Peradangan ini menyebabkan gejala seperti gatal, terbakar dan kemerahan, yang bisa sangat tidak nyaman dan berulang beberapa kali sampai penyebabnya teridentifikasi. Pengobatan dilakukan dengan menghindari jenis bahan penyebab alergi, selain salep atau pil berbahan dasar kortikosteroid dan obat anti alergi yang diresepkan oleh dokter kandungan, untuk meredakan gejala.

3. Perubahan pada kulit

Beberapa situasi dapat membuat kulit vagina menjadi lebih tipis dan sensitif, seperti saat menopause, pada masa nifas, menyusui atau saat menjalani pengobatan dengan radio atau kemoterapi. Dalam kasus ini, yang disebut vaginitis atrofi, wanita tersebut mungkin mengeluarkan cairan berwarna kekuningan dan bau, serta iritasi di area tersebut, kekeringan, rasa terbakar dan nyeri selama hubungan intim. Perawatan bisa dilakukan dengan penggunaan pelumas intim, atau penggantian hormon, yang akan ditunjukkan oleh dokter kandungan. 

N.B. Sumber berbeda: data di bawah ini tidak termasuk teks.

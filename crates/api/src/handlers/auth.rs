use axum::{extract::State, http::StatusCode, Json};
use std::sync::Arc;

use careslot_core::{
    errors::BookingError,
    models::account::{
        Account, AuthResponse, LoginRequest, PhoneVerificationStatus, RegisterRequest,
        VerifyPhoneRequest, VerifyPhoneResponse,
    },
    models::api::StatusResponse,
    verification::PhoneVerification,
};

use crate::{
    middleware::{auth, error_handling::AppError},
    ApiState,
};

#[axum::debug_handler]
pub async fn register(
    State(state): State<Arc<ApiState>>,
    Json(payload): Json<RegisterRequest>,
) -> Result<(StatusCode, Json<AuthResponse>), AppError> {
    let username = payload.username.trim().to_string();
    let email = payload.email.trim().to_string();
    let first_name = payload.first_name.trim().to_string();
    let last_name = payload.last_name.trim().to_string();
    let phone = payload.phone_number.trim().to_string();

    // Validation order matches the registration form, first failure wins.
    if payload.password != payload.password2 {
        return Err(AppError(BookingError::Validation(
            "Passwords do not match.".to_string(),
        )));
    }

    if careslot_db::repositories::account::username_exists(&state.db_pool, &username).await? {
        return Err(AppError(BookingError::Validation(
            "Username already taken.".to_string(),
        )));
    }

    if payload.password.len() < 4 {
        return Err(AppError(BookingError::Validation(
            "Password must be at least 4 characters.".to_string(),
        )));
    }

    if phone.is_empty() {
        return Err(AppError(BookingError::Validation(
            "Phone number is required.".to_string(),
        )));
    }

    if careslot_db::repositories::patient_profile::phone_exists(&state.db_pool, &phone).await? {
        return Err(AppError(BookingError::Validation(
            "This phone number is already registered.".to_string(),
        )));
    }

    let password_hash = auth::hash_password(&payload.password)?;

    let db_user = careslot_db::repositories::account::create_user(
        &state.db_pool,
        &username,
        &email,
        &first_name,
        &last_name,
        &password_hash,
        "patient",
    )
    .await?;

    careslot_db::repositories::patient_profile::create_profile(&state.db_pool, db_user.id, &phone)
        .await?;

    // Issue the first OTP right away; the client is sent to /verify-phone.
    let mut verification = PhoneVerification::unverified();
    let otp = verification.generate();
    careslot_db::repositories::patient_profile::store_verification(
        &state.db_pool,
        db_user.id,
        &verification,
    )
    .await?;

    // In production this would send a real SMS; for now the code rides along
    // in the response.
    tracing::info!("OTP code sent to {}: {}", phone, otp);

    let account = Account::try_from(db_user)?;
    let token = auth::issue_token(&account, &state.config.jwt_secret)?;

    let response = AuthResponse {
        token,
        user: account,
        verification_required: true,
        otp_hint: Some(otp),
    };

    Ok((StatusCode::CREATED, Json(response)))
}

#[axum::debug_handler]
pub async fn login(
    State(state): State<Arc<ApiState>>,
    Json(payload): Json<LoginRequest>,
) -> Result<Json<AuthResponse>, AppError> {
    let username = payload.username.trim();

    let db_user =
        careslot_db::repositories::account::get_user_by_username(&state.db_pool, username)
            .await?
            .ok_or_else(|| {
                BookingError::Authentication("Invalid username or password.".to_string())
            })?;

    if !auth::verify_password(&db_user.password_hash, &payload.password)? {
        return Err(AppError(BookingError::Authentication(
            "Invalid username or password.".to_string(),
        )));
    }

    let account = Account::try_from(db_user)?;
    let token = auth::issue_token(&account, &state.config.jwt_secret)?;

    // A patient with an unverified phone gets a fresh OTP and is expected to
    // verify before booking.
    let profile = careslot_db::repositories::patient_profile::get_profile_by_user_id(
        &state.db_pool,
        account.id,
    )
    .await?;

    let (verification_required, otp_hint) = match profile {
        Some(profile) if !profile.is_phone_verified => {
            let mut verification =
                PhoneVerification::from_parts(profile.otp_code, profile.is_phone_verified);
            let otp = verification.generate();
            careslot_db::repositories::patient_profile::store_verification(
                &state.db_pool,
                account.id,
                &verification,
            )
            .await?;

            tracing::info!("OTP sent to {}. Please verify.", profile.phone_number);
            (true, Some(otp))
        }
        _ => (false, None),
    };

    Ok(Json(AuthResponse {
        token,
        user: account,
        verification_required,
        otp_hint,
    }))
}

/// Tokens are stateless, so logout is an acknowledgement; the client drops
/// its token.
#[axum::debug_handler]
pub async fn logout() -> Json<StatusResponse> {
    Json(StatusResponse::new("logged_out"))
}

#[axum::debug_handler]
pub async fn verify_phone_status(
    State(state): State<Arc<ApiState>>,
    auth::AuthUser(claims): auth::AuthUser,
) -> Result<Json<PhoneVerificationStatus>, AppError> {
    let profile = careslot_db::repositories::patient_profile::get_profile_by_user_id(
        &state.db_pool,
        claims.sub,
    )
    .await?
    .ok_or_else(|| {
        BookingError::NotFound("No phone number associated with your account.".to_string())
    })?;

    Ok(Json(PhoneVerificationStatus {
        phone_number: profile.phone_number,
        is_phone_verified: profile.is_phone_verified,
        // Shown in lieu of SMS delivery.
        otp_hint: profile.otp_code,
    }))
}

#[axum::debug_handler]
pub async fn verify_phone(
    State(state): State<Arc<ApiState>>,
    auth::AuthUser(claims): auth::AuthUser,
    Json(payload): Json<VerifyPhoneRequest>,
) -> Result<Json<VerifyPhoneResponse>, AppError> {
    let profile = careslot_db::repositories::patient_profile::get_profile_by_user_id(
        &state.db_pool,
        claims.sub,
    )
    .await?
    .ok_or_else(|| {
        BookingError::NotFound("No phone number associated with your account.".to_string())
    })?;

    if profile.is_phone_verified {
        return Ok(Json(VerifyPhoneResponse {
            verified: true,
            message: "Your phone is already verified.".to_string(),
        }));
    }

    let mut verification =
        PhoneVerification::from_parts(profile.otp_code, profile.is_phone_verified);

    if !verification.verify(&payload.otp_code) {
        return Err(AppError(BookingError::Validation(
            "Invalid OTP code. Please try again.".to_string(),
        )));
    }

    careslot_db::repositories::patient_profile::store_verification(
        &state.db_pool,
        claims.sub,
        &verification,
    )
    .await?;

    Ok(Json(VerifyPhoneResponse {
        verified: true,
        message: "Phone number verified successfully!".to_string(),
    }))
}

#[axum::debug_handler]
pub async fn resend_otp(
    State(state): State<Arc<ApiState>>,
    auth::AuthUser(claims): auth::AuthUser,
) -> Result<Json<PhoneVerificationStatus>, AppError> {
    let profile = careslot_db::repositories::patient_profile::get_profile_by_user_id(
        &state.db_pool,
        claims.sub,
    )
    .await?
    .ok_or_else(|| {
        BookingError::NotFound("No phone number associated with your account.".to_string())
    })?;

    // Already verified: nothing to resend.
    if profile.is_phone_verified {
        return Ok(Json(PhoneVerificationStatus {
            phone_number: profile.phone_number,
            is_phone_verified: true,
            otp_hint: None,
        }));
    }

    let mut verification =
        PhoneVerification::from_parts(profile.otp_code, profile.is_phone_verified);
    let otp = verification.generate();
    careslot_db::repositories::patient_profile::store_verification(
        &state.db_pool,
        claims.sub,
        &verification,
    )
    .await?;

    tracing::info!("New OTP sent to {}: {}", profile.phone_number, otp);

    Ok(Json(PhoneVerificationStatus {
        phone_number: profile.phone_number,
        is_phone_verified: false,
        otp_hint: Some(otp),
    }))
}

Selain itu, kehamilan juga menyebabkan perubahan pada jaringan yang membentuk vagina, akibat fluktuasi hormonal yang khas pada periode tersebut, yang dapat menyebabkan keluarnya cairan berwarna kuning dan predisposisi infeksi, terutama kandidiasis. Jika seorang wanita hamil mengalami gejala-gejala tersebut, ia harus berkomunikasi dengan dokter kandungan sesegera mungkin, untuk menyelidiki apakah ada infeksi untuk pengobatan dan tindak lanjut.

Bagaimana mencegah vaginitis

Untuk menghindari jenis peradangan ini, seorang wanita harus melakukan beberapa tindakan pencegahan, seperti:

  • Hindari memakai celana ketat di hari yang panas;
  • Tidur dengan pakaian tipis atau tanpa celana dalam;
  • Jangan gunakan tampon selama berjam-jam berturut-turut;
  • Jangan lakukan mandi vagina;
  • Hindari penggunaan antibiotik jika tidak perlu;
  • Tidak memiliki hubungan intim yang tidak terlindungi.

Berikut beberapa tip lagi tentang bagaimana menjaga kebersihan intim dan menghindari penyakit. 

Penggunaan kondom juga penting untuk menghindari beberapa jenis penyakit menular seksual, seperti HIV, hepatitis B dan C, kencing nanah, HPV dan sifilis yang banyak menimbulkan komplikasi dan risiko kematian. Cari tahu lebih lanjut tentang penyakit ini dan cara mencegahnya.